[Collected data entries]
......

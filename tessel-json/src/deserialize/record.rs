//! Record types.
//!
//! Objects are read in two phases. The fast path walks the declared fields in
//! order and expects the next key to be the next field, which is how most
//! producers write them; a key that is not gives up one guess and goes through
//! generic lookup. After too many misses in a row every remaining key goes through
//! generic lookup: exact name or alias, then smart match, then unwrapped
//! fields, then extras.
//!
//! Types with a default creator exist in the graph before their first field is
//! read. Types with a constructor or factory buffer their fields and are
//! created when the object ends.

use alloc::string::String;
use alloc::sync::Arc;
use alloc::vec;
use alloc::vec::Vec;

use indexmap::IndexMap;
use tessel_core::{
    Built, Creator, FieldDescriptor, FieldFlags, Key, MapNode, Node, NodeId, Record, SeqNode,
    TypeDescriptor, Value, ValueType,
};

use super::{ValueDeserializer, array_mapping, deserializer_for, deserializer_for_field};
use crate::context::{CtxId, PathKey};
use crate::error::{DeserError, DeserErrorKind, Result, suggest};
use crate::lexer::{FieldMatch, Scalar, ScanKind, Snapshot, Span, TokenKind};
use crate::reader::JsonReader;
use crate::resolve::Slot;
use crate::Features;

/// Keys that did not match the fast-path guess before the guessing stops.
const MAX_FAST_MISSES: usize = 16;

/// Objects, positional arrays and single-argument scalars into records.
#[derive(Debug, Clone)]
pub struct RecordDeserializer {
    ty: Arc<TypeDescriptor>,
}

/// Where the object started, for re-reading it as a subtype.
#[derive(Debug, Clone, Copy)]
pub(super) struct Origin {
    snapshot: Snapshot,
    tasks: usize,
}

enum Flow {
    Next,
    Done(Value),
}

......

• To do
Make a copy of each line in the records that has the word "crate".

• Completed exercise
use crate::context::{CtxId, PathKey};
use crate::error::{DeserError, DeserErrorKind, Result, suggest};
use crate::lexer::{FieldMatch, Scalar, ScanKind, Snapshot, Span, TokenKind};
use crate::reader::JsonReader;
use crate::resolve::Slot;
use crate::Features;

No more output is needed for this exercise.